A picture of Jayne McBurney, a woman with shoulder-length curly hair and glasses, smiling at the camera.Jayne McBurney

Jayne is the Program Coordinator for Steps to Heath, NC State University’s SNAP-Ed Program. She began her career in North Carolina as a Family and Consumer Sciences Extension Educator in 2007 with N.C. Cooperative Extension. Over a ten-year period in the field, she built a financial education program featuring money management classes and home buyer workshops. She also taught classes in food safety, healthy eating, and food preservation. She believes that knowledge can be empowering.
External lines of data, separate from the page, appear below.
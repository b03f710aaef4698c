use anyhow::{bail, Context, Result};
use gym_insight::config::Config;
use gym_insight::finance::forecast_history;
use gym_insight::forecast::{DEFAULT_FORECAST_MONTHS, HISTORY_MONTHS, MAX_FORECAST_MONTHS};
use gym_insight::{
    forecast, init_tracing, insert_expenses, insert_income, load_expense_csv, load_income_csv,
    open, setup_database, ForecastError, VERSION,
};
use std::env;
use std::path::Path;
use tracing::info;

const USAGE: &str = "Usage:
  gym-insight init
  gym-insight import-income <csv>
  gym-insight import-expenses <csv>
  gym-insight forecast [months]";

fn main() -> Result<()> {
    init_tracing();

    let args: Vec<String> = env::args().collect();
    let config = Config::from_env().context("invalid configuration")?;

    match args.get(1).map(String::as_str) {
        Some("init") => run_init(&config.database_path),
        Some("import-income") => run_import(&config.database_path, args.get(2), ImportKind::Income),
        Some("import-expenses") => {
            run_import(&config.database_path, args.get(2), ImportKind::Expenses)
        }
        Some("forecast") => run_forecast(&config, args.get(2)),
        _ => {
            eprintln!("🏋️  Gym Insight {}\n\n{}", VERSION, USAGE);
            std::process::exit(2);
        }
    }
}

fn run_init(db_path: &Path) -> Result<()> {
    println!("🔧 Setting up database...");
    let conn = open(db_path)?;
    setup_database(&conn)?;
    println!("✓ Database initialized at {:?}", db_path);
    Ok(())
}

enum ImportKind {
    Income,
    Expenses,
}

fn run_import(db_path: &Path, csv_arg: Option<&String>, kind: ImportKind) -> Result<()> {
    let Some(csv_arg) = csv_arg else {
        bail!("missing CSV path\n\n{}", USAGE);
    };
    let csv_path = Path::new(csv_arg);

    let conn = open(db_path)?;
    setup_database(&conn)?;

    println!("\n📂 Loading {:?}...", csv_path);
    let (loaded, summary) = match kind {
        ImportKind::Income => {
            let rows = load_income_csv(csv_path)?;
            (rows.len(), insert_income(&conn, &rows)?)
        }
        ImportKind::Expenses => {
            let rows = load_expense_csv(csv_path)?;
            (rows.len(), insert_expenses(&conn, &rows)?)
        }
    };

    info!(file = %csv_path.display(), loaded, "import complete");
    println!("✓ Loaded {} rows", loaded);
    println!("✓ Inserted: {}", summary.inserted);
    println!("✓ Duplicates skipped: {}", summary.duplicates);
    Ok(())
}

fn run_forecast(config: &Config, months_arg: Option<&String>) -> Result<()> {
    let months_ahead = match months_arg {
        Some(raw) => raw
            .parse::<u32>()
            .with_context(|| format!("months must be a non-negative integer, got {:?}", raw))?,
        None => DEFAULT_FORECAST_MONTHS,
    };
    if months_ahead > MAX_FORECAST_MONTHS {
        bail!("months must be at most {}", MAX_FORECAST_MONTHS);
    }

    let conn = open(&config.database_path)?;
    let today = chrono::Local::now().date_naive();
    let history = forecast_history(&conn, HISTORY_MONTHS, today)?;

    let result = match forecast(&history, months_ahead, today, &config.assumptions.seasonality) {
        Ok(result) => result,
        Err(ForecastError::InsufficientHistory {
            available,
            required,
        }) => {
            println!(
                "⚠️  Not enough history to forecast: {} month(s) recorded, {} needed",
                available, required
            );
            return Ok(());
        }
        Err(e) => return Err(e.into()),
    };

    println!("📈 Cash-flow forecast ({} months ahead)", months_ahead);
    println!("━━━━━━━━━━━━━━━━━━━━━━━━━━━━━━━━━━━━━━━━━━━━━━━━━━━━━━━━━━━━━");
    println!(
        "{:<16} {:>12} {:>12} {:>12} {:>6}",
        "Month", "Revenue", "Expenses", "Profit", "Conf"
    );
    for point in &result.points {
        println!(
            "{:<16} {:>12.2} {:>12.2} {:>12.2} {:>6.2}",
            point.month_label,
            point.predicted_revenue,
            point.predicted_expenses,
            point.predicted_profit,
            point.confidence
        );
    }
    println!(
        "\nAverage growth: revenue {:.1}%, expenses {:.1}% per month",
        result.avg_revenue_growth * 100.0,
        result.avg_expense_growth * 100.0
    );

    Ok(())
}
While in the field, she chaired the Southeast District Latino Advisory Council and was an active in the N.C. Cooperative Extension Latino Advisory Council (CELAC).

Jayne is an advocate for safe and affordable housing, supporting volunteering with Wilmington Area Rebuilding Ministries, Inc. (WARM). She has served on the Board of Directors for Partnership for Children of Johnston County, United Way of Johnston County, Reach Out Johnston, Garner Planning Commission, and Garner Area Ministries.

A native of Ohio, Jayne received both her Bachelor’s and Master’s degrees from The Ohio State University. The year she spent as a Youth Development Volunteer through International 4-H in Panama was instrumental in her professional trajectory. She began her career at Ohio State University as a 4-H Extension Associate, advising students in the Admissions Office, University College, and the College of Nursing.

A picture of Craig Mauney, a man with short gray hair and a mustache, smiling at the camera.Craig Mauney

Craig has worked as an Extension agent for the N.C. Cooperative Extension for over 25 years. He is presently the Extension Area Specialized Agent in commercial vegetable and fruit production in the 39  Western-most counties of North Carolina.

He graduated from Berea College in Berea, Kentucky with a BS Degree in Agriculture and has a lot of experience in all aspects of commercial vegetable and fruit production, home gardening and landscape design. His special interests are woodland botanicals and unusual edibles like pawpaw. He grew up in the mountains of Western North Carolina in Cherokee County where he had a small sustainable farm for many years. He now has a small forest farm in Zirconia, NC.

Craig was based in the Piedmont of North Carolina for many years as an Urban Horticulture Agent working with homeowners and Extension Master Gardeners in Forsyth County. He is a former Director of the Arboretum at Tanglewood in Clemmons, NC and was the Head Horticulturist for Wake Forest University. He is known in the Piedmont area for writing for the Winston-Salem Journal and other regional magazines. Throughout his career, Craig has been an advocate of diversity and equality in society as well as the workplace.